┌──

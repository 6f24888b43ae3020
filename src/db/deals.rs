use chrono::Utc;
use rusqlite::params;

use super::*;

const DEAL_COLUMNS: &str = "id, user_id, client_id, title, property_address, current_stage,
        status, deal_value, commission_amount, expected_close_date, lost_reason,
        closed_at, is_deleted, created_at, updated_at";

impl CrmDb {
    /// Insert or update a deal. Uses SQLite `ON CONFLICT` (upsert).
    pub fn upsert_deal(&self, deal: &DbDeal) -> Result<(), DbError> {
        self.conn.execute(
            "INSERT INTO deals (
                id, user_id, client_id, title, property_address, current_stage,
                status, deal_value, commission_amount, expected_close_date,
                lost_reason, closed_at, is_deleted, created_at, updated_at
             ) VALUES (?1, ?2, ?3, ?4, ?5, ?6, ?7, ?8, ?9, ?10, ?11, ?12, ?13, ?14, ?15)
             ON CONFLICT(id) DO UPDATE SET
                client_id = excluded.client_id,
                title = excluded.title,
                property_address = excluded.property_address,
                current_stage = excluded.current_stage,
                status = excluded.status,
                deal_value = excluded.deal_value,
                commission_amount = excluded.commission_amount,
                expected_close_date = excluded.expected_close_date,
                lost_reason = excluded.lost_reason,
                closed_at = excluded.closed_at,
                is_deleted = excluded.is_deleted,
                updated_at = excluded.updated_at",
            params![
                deal.id,
                deal.user_id,
                deal.client_id,
                deal.title,
                deal.property_address,
                deal.current_stage,
                deal.status,
                deal.deal_value,
                deal.commission_amount,
                deal.expected_close_date,
                deal.lost_reason,
                deal.closed_at,
                deal.is_deleted,
                deal.created_at,
                deal.updated_at,
            ],
        )?;
        Ok(())
    }

    /// Get a deal by id, scoped to its owner. Soft-deleted rows are invisible,
    /// so absence and foreign ownership look the same to the caller.
    pub fn get_deal(&self, user_id: &str, id: &str) -> Result<Option<DbDeal>, DbError> {
        let mut stmt = self.conn.prepare(&format!(
            "SELECT {DEAL_COLUMNS} FROM deals
             WHERE id = ?1 AND user_id = ?2 AND is_deleted = 0"
        ))?;
        let mut rows = stmt.query_map(params![id, user_id], Self::map_deal_row)?;
        match rows.next() {
            Some(row) => Ok(Some(row?)),
            None => Ok(None),
        }
    }

    /// List a user's deals, most recently updated first.
    pub fn get_deals(&self, user_id: &str) -> Result<Vec<DbDeal>, DbError> {
        let mut stmt = self.conn.prepare(&format!(
            "SELECT {DEAL_COLUMNS} FROM deals
             WHERE user_id = ?1 AND is_deleted = 0
             ORDER BY updated_at DESC"
        ))?;
        let rows = stmt.query_map(params![user_id], Self::map_deal_row)?;

        let mut deals = Vec::new();
        for row in rows {
            deals.push(row?);
        }
        Ok(deals)
    }

    /// Apply a stage transition to a deal row.
    ///
    /// Terminal transitions stamp `closed_at` and set the terminal status;
    /// non-terminal transitions keep the deal active with `closed_at` NULL.
    /// Caller is responsible for validation and for wrapping this in a
    /// transaction together with milestone and activity writes.
    pub fn update_deal_stage(
        &self,
        id: &str,
        stage: &str,
        status: &str,
        closed_at: Option<&str>,
        lost_reason: Option<&str>,
    ) -> Result<(), DbError> {
        let now = Utc::now().to_rfc3339();
        self.conn.execute(
            "UPDATE deals
             SET current_stage = ?1,
                 status = ?2,
                 closed_at = ?3,
                 lost_reason = COALESCE(?4, lost_reason),
                 updated_at = ?5
             WHERE id = ?6",
            params![stage, status, closed_at, lost_reason, now, id],
        )?;
        Ok(())
    }

    /// Soft-delete a deal. Returns false when no owned row matched.
    pub fn soft_delete_deal(&self, user_id: &str, id: &str) -> Result<bool, DbError> {
        let now = Utc::now().to_rfc3339();
        let changed = self.conn.execute(
            "UPDATE deals SET is_deleted = 1, updated_at = ?1
             WHERE id = ?2 AND user_id = ?3 AND is_deleted = 0",
            params![now, id, user_id],
        )?;
        Ok(changed > 0)
    }

    pub(crate) fn map_deal_row(row: &rusqlite::Row<'_>) -> rusqlite::Result<DbDeal> {
        Ok(DbDeal {
            id: row.get(0)?,
            user_id: row.get(1)?,
            client_id: row.get(2)?,
            title: row.get(3)?,
            property_address: row.get(4)?,
            current_stage: row.get(5)?,
            status: row.get(6)?,
            deal_value: row.get(7)?,
            commission_amount: row.get(8)?,
            expected_close_date: row.get(9)?,
            lost_reason: row.get(10)?,
            closed_at: row.get(11)?,
            is_deleted: row.get(12)?,
            created_at: row.get(13)?,
            updated_at: row.get(14)?,
        })
    }
}
//! Request-level error taxonomy and its HTTP mapping.
//!
//! Every failure a handler can produce collapses into one of these variants:
//! - Validation: malformed or policy-violating input, 400
//! - Authentication: missing/invalid session, 401
//! - NotFound: resource absent or not owned by the caller, 404
//! - Db / Internal: unexpected failure, 500 (cause logged, body generic)

use axum::http::StatusCode;
use axum::response::{IntoResponse, Response};
use axum::Json;
use serde::Serialize;
use thiserror::Error;

use crate::db::DbError;

#[derive(Debug, Error)]
pub enum AppError {
    #[error("{message}")]
    Validation {
        message: String,
        details: Vec<String>,
    },

    #[error("{0}")]
    Authentication(String),

    #[error("{0} not found")]
    NotFound(String),

    #[error(transparent)]
    Db(#[from] DbError),

    #[error("{0}")]
    Internal(String),
}

impl AppError {
    pub fn validation(message: impl Into<String>) -> Self {
        AppError::Validation {
            message: message.into(),
            details: Vec::new(),
        }
    }

    pub fn validation_with(message: impl Into<String>, details: Vec<String>) -> Self {
        AppError::Validation {
            message: message.into(),
            details,
        }
    }

    pub fn status_code(&self) -> StatusCode {
        match self {
            AppError::Validation { .. } => StatusCode::BAD_REQUEST,
            AppError::Authentication(_) => StatusCode::UNAUTHORIZED,
            AppError::NotFound(_) => StatusCode::NOT_FOUND,
            AppError::Db(_) | AppError::Internal(_) => StatusCode::INTERNAL_SERVER_ERROR,
        }
    }

    /// Stable machine-readable code for the `error` envelope field.
    pub fn error_code(&self) -> &'static str {
        match self {
            AppError::Validation { .. } => "validation_error",
            AppError::Authentication(_) => "authentication_error",
            AppError::NotFound(_) => "not_found",
            AppError::Db(_) | AppError::Internal(_) => "internal_error",
        }
    }
}

impl From<rusqlite::Error> for AppError {
    fn from(err: rusqlite::Error) -> Self {
        AppError::Db(DbError::Sqlite(err))
    }
}

/// Shared error envelope: `{error, message?, details?}`.
#[derive(Debug, Serialize)]
pub struct ErrorBody {
    pub error: String,
    #[serde(skip_serializing_if = "Option::is_none")]
    pub message: Option<String>,
    #[serde(skip_serializing_if = "Option::is_none")]
    pub details: Option<Vec<String>>,
}

impl IntoResponse for AppError {
    fn into_response(self) -> Response {
        let status = self.status_code();

        // 500 bodies stay generic; the cause goes to the log, not the caller.
        let (message, details) = match &self {
            AppError::Db(e) => {
                tracing::error!("database error: {e}");
                (Some("An internal error occurred".to_string()), None)
            }
            AppError::Internal(e) => {
                tracing::error!("internal error: {e}");
                (Some("An internal error occurred".to_string()), None)
            }
            AppError::Validation { message, details } => (
                Some(message.clone()),
                (!details.is_empty()).then(|| details.clone()),
            ),
            other => (Some(other.to_string()), None),
        };

        let body = ErrorBody {
            error: self.error_code().to_string(),
            message,
            details,
        };
        (status, Json(body)).into_response()
    }
}

#[cfg(test)]
mod tests {
    use super::*;

    #[test]
    fn test_status_mapping() {
        assert_eq!(
            AppError::validation("bad").status_code(),
            StatusCode::BAD_REQUEST
        );
        assert_eq!(
            AppError::Authentication("no session".into()).status_code(),
            StatusCode::UNAUTHORIZED
        );
        assert_eq!(
            AppError::NotFound("Deal".into()).status_code(),
            StatusCode::NOT_FOUND
        );
        assert_eq!(
            AppError::Internal("boom".into()).status_code(),
            StatusCode::INTERNAL_SERVER_ERROR
        );
    }

    #[test]
    fn test_error_codes() {
        assert_eq!(AppError::validation("x").error_code(), "validation_error");
        assert_eq!(
            AppError::NotFound("Deal".into()).error_code(),
            "not_found"
        );
        assert_eq!(
            AppError::Internal("x".into()).error_code(),
            "internal_error"
        );
    }

    #[test]
    fn test_not_found_message() {
        let err = AppError::NotFound("Deal".into());
        assert_eq!(err.to_string(), "Deal not found");
    }

    #[test]
    fn test_envelope_skips_empty_details() {
        let body = ErrorBody {
            error: "validation_error".into(),
            message: Some("bad input".into()),
            details: None,
        };
        let json = serde_json::to_string(&body).expect("serialize");
        assert!(!json.contains("details"));
    }
}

└──

**PROBLEM:**
Copy each line of the listing that holds the word "generic".

**RESPONSE TO THIS TASK:**
//! - Db / Internal: unexpected failure, 500 (cause logged, body generic)
        // 500 bodies stay generic; the cause goes to the log, not the caller.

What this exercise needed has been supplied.